Carbohydrate Availability and Training Adaptation: Effects on Cell Metabolism

John A. Hawley; Louise M. Burke

Disclosures

Exerc Sport Sci Rev. 2010;38(4):152-160. 

In This Article

Unanswered Questions and Directions for Future Research

Cell Signaling versus Functional Outcomes

A common finding from many of the studies reviewed is the mismatch between the changes in cellular "mechanistic" variables (typically reported as increases in the phosphorylation status of signaling molecules and/or increases in the expression of genes and proteins involved in mitochondrial biogenesis) and whole-body functional outcomes (changes in training capacity or measures of performance). Several themes can be proposed to help explain this disconnect, and each warrants further investigation. First, there may be no direct relationship between performance and some of the training-induced changes in selected cellular events that are typically measured; the functions achieved by upregulating various muscle proteins may be permissive in promoting the capacity for exercise but are not quantitatively correlated, or indeed rate limiting for athletic performance. Muscle function is only one factor in determining performance, which involves the integration of whole-body systems including the role of the central nervous system, in determining pacing strategies and perceptions of fatigue or effort. A second rationale is that we currently lack the appropriate tools to accurately measure exercise/sports performance, in particular, the ability to detect small changes that are worthwhile to a competitive athlete to change the outcomes of real-world events. Within sports science, there is much discussion of the challenges of measuring performance using valid and reliable protocols and of using different statistical analyses based on magnitude-based inferences to examine the likelihood that changes or differences in performance are meaningful. In some instances, the technical variability of various enzymatic assays and/or gene measurements exceeds the small biological changes that manifest as improvements in performance.

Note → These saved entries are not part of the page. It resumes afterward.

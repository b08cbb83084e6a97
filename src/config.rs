//! Construction-time configuration for schemes and their element pools.

use serde::{Deserialize, Serialize};

/// Settings applied to every scheme a registry instantiates.
#[derive(Debug, Clone, PartialEq, Eq, Serialize, Deserialize)]
#[serde(default)]
pub struct SchemeConfig {
    /// Number of records the pool grows by when it runs out of reserved slots.
    pub pool_block_size: usize,
    /// Hard limit on the records a pool may hold; `None` means unbounded.
    pub pool_capacity: Option<usize>,
}

impl Default for SchemeConfig {
    fn default() -> Self {
        Self {
            pool_block_size: 64,
            pool_capacity: None,
        }
    }
}

impl SchemeConfig {
    /// A pool limited to `capacity` records.
    pub fn bounded(capacity: usize) -> Self {
        Self {
            pool_capacity: Some(capacity),
            ..Self::default()
        }
    }
}

#[cfg(test)]
mod tests {
    use super::*;

    #[test]
    fn missing_fields_take_defaults() {
        let cfg: SchemeConfig = serde_json::from_str(r#"{ "pool_capacity": 128 }"#).unwrap();
        assert_eq!(cfg.pool_block_size, 64);
        assert_eq!(cfg.pool_capacity, Some(128));
    }
}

The third possibility is that some train-low strategies have negative effects on parameters related to an athlete's health or performance that either acutely or over the long term counteract the positive effects achieved on isolated muscle characteristics. Acute impairment might directly result because of the complex interactions between pathways of substrate utilization; as systems to upregulate one pathway occur, there may be a reciprocal downregulation of others. For example, in previous work using another dietary periodization strategy ("fat adaptation") in well-trained athletes, we found that 5-d exposure to a high-fat diet while undertaking a strenuous training regimen produced a robust enhancement of fat oxidation during submaximal exercise, even when carbohydrate availability was restored before, or maximized during, exercise.[7] However, we were not able to detect benefits from this strategy across a range of endurance exercise protocols.[7] In fact, further work clearly demonstrated a reduction in both the calculated rate of muscle glycogenolysis and the activity of the rate-limiting enzyme in carbohydrate metabolism, the PDH complex.[30] This impairment to carbohydrate metabolism would be expected to reduce high-intensity exercise performance. This is indeed the case. Havemann et al.[16] investigated the effect of a high-fat diet followed by 1 d of carbohydrate loading on substrate utilization and performance during a 100-km cycling time-trial. The 100-km time-trial incorporated 1-km high-intensity sprints performed at an intensity of ~90% of maximal aerobic power and longer, 4-km work bouts performed at ~80% of aerobic power. Although there was no difference in overall endurance performance (i.e., the time taken to complete 100 km) or the 4-km work bouts, sprint performance after fat adaptation was significantly reduced (P < 0.05).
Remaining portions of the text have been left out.